We saw this play out clearly in a concept testing project we wrapped up just this week -- successfully, I’m happy to say. The client was delighted with the results.
One of the most impactful outputs in the final report was also one of the simplest: a word cloud constructed entirely from respondents’ one-word summaries of each concept.
No editorializing. No re-labeling. Just their words, aggregated and sized according to frequency. We spent 20 minutes discussing it.
That visual achieved something powerful. It gave our client an immediate, intuitive sense of how their customers naturally perceived the ideas: where perceptions clustered, where they diverged, and which concepts owned distinct mental territory.
In a world of densely structured slides and sophisticated analytics, it was a reminder that clarity often comes from subtraction, not addition.
Which brings me back to my friend’s email -- and to this time of year.
As 2026 approaches, we’re conditioned to think in lists: resolutions, goals, habits, milestones. We aim for comprehensive self-improvement and end up with complexity that’s hard to sustain.
What if we took a page from our own marketing research playbook?
What if, instead of ten resolutions, we asked ourselves to do something far more difficult -- and far more clarifying?
What if we chose one word?
Not what we want to do, but how we want to be. A word that acts as a filter, a compass, a quiet check-in as the year unfolds.
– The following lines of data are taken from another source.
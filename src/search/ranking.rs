//! Scoring of full-text candidates
//!
//! score = trust(domain) + title bonus - length penalty

use crate::config::SiteEntry;
use crate::storage::DocumentHit;
use crate::url::DomainPattern;
use serde::Serialize;

/// Title words that mark study material (exercise sets, notes, lectures)
pub const TITLE_KEYWORDS: &[&str] = &["practice", "problems", "notes", "lecture", "example"];

/// Bonus for a title containing one of [`TITLE_KEYWORDS`]
pub const TITLE_BONUS: i32 = 2;

/// Text longer than this many characters is penalised
pub const LONG_TEXT_CHARS: usize = 4000;

pub const LENGTH_PENALTY: i32 = 1;

/// Static per-domain reputation weights
///
/// Lookup follows the whitelist rules: an exact entry wins over a wildcard
/// entry. Unlisted domains weigh 0.
#[derive(Debug, Clone, Default)]
pub struct TrustTable {
    entries: Vec<(DomainPattern, i32)>,
}

impl TrustTable {
    pub fn new() -> Self {
        Self::default()
    }

    pub fn from_sites(sites: &[SiteEntry]) -> Self {
        let mut table = Self::new();
        for site in sites {
            table.insert(&site.domain, site.trust);
        }
        table
    }

    /// Adds a domain (or `*.domain`) weight
    pub fn insert(&mut self, domain: &str, trust: i32) {
        self.entries.push((DomainPattern::parse(domain), trust));
    }

    /// Returns the trust weight of a host
    pub fn get(&self, domain: &str) -> i32 {
        let domain = domain.to_lowercase();

        let exact = self
            .entries
            .iter()
            .find(|(pattern, _)| !pattern.is_wildcard() && pattern.matches(&domain));

        exact
            .or_else(|| {
                self.entries
                    .iter()
                    .find(|(pattern, _)| pattern.is_wildcard() && pattern.matches(&domain))
            })
            .map(|(_, trust)| *trust)
            .unwrap_or(0)
    }
}

/// A ranked search result
#[derive(Debug, Clone, PartialEq, Eq, Serialize)]
pub struct ScoredResult {
    pub score: i32,
    pub url: String,
    pub title: String,
    pub domain: String,
    /// Human-readable breakdown of the score
    pub why: String,
}

/// Scores and orders candidates from the store
#[derive(Debug, Clone, Default)]
pub struct Ranker {
    trust: TrustTable,
}

impl Ranker {
    pub fn new(trust: TrustTable) -> Self {
        Self { trust }
    }

    /// Scores a single candidate
    pub fn score(&self, hit: &DocumentHit) -> ScoredResult {
        let trust = self.trust.get(&hit.domain);
        let mut score = trust;
        let mut why = vec![format!("trust {:+}", trust)];

        let title = hit.title.to_lowercase();
        if let Some(keyword) = TITLE_KEYWORDS.iter().find(|k| title.contains(*k)) {
            score += TITLE_BONUS;
            why.push(format!("title mentions '{}' {:+}", keyword, TITLE_BONUS));
        }

        if hit.text.chars().count() > LONG_TEXT_CHARS {
            score -= LENGTH_PENALTY;
            why.push(format!("long text {:+}", -LENGTH_PENALTY));
        }

        ScoredResult {
            score,
            url: hit.url.clone(),
            title: hit.title.clone(),
            domain: hit.domain.clone(),
            why: why.join(", "),
        }
    }

    /// Scores candidates, orders them by descending score and keeps `limit`
    ///
    /// The sort is stable: equal scores keep the order the store returned,
    /// which is full-text relevance.
    pub fn rank(&self, hits: &[DocumentHit], limit: usize) -> Vec<ScoredResult> {
        let mut results: Vec<ScoredResult> = hits.iter().map(|hit| self.score(hit)).collect();
        results.sort_by(|a, b| b.score.cmp(&a.score));
        results.truncate(limit);
        results
    }
}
Just like in research, the constraint is the feature.
I’ve been ruminating on mine for a while now. And the word I keep coming back to is resilience.
Resilience of body and mind as I continue to get older. Resilience in discipline -- showing up even when motivation dips. Resilience in mindset, building the mental fortitude and self-esteem to approach each day with purpose.
For me, resilience is about continuing to contribute, to share, and to be productive -- without becoming rigid or brittle. Strength with flexibility. Endurance with intention.
And like any good one-word response, it invites a lot of “why.”
As commercial, insights, and analytics professionals, we know how much power resides in distillation. We ask our customers to do it all the time; and we learn a great deal when they do.
So as we head into 2026, I’ll leave you with the same question my dear friend and I discussed:
If you had to summarize your focus for the year ahead in just one word, what would it be?
No phrases allowed.
I’d love to hear your word...and what led you to it.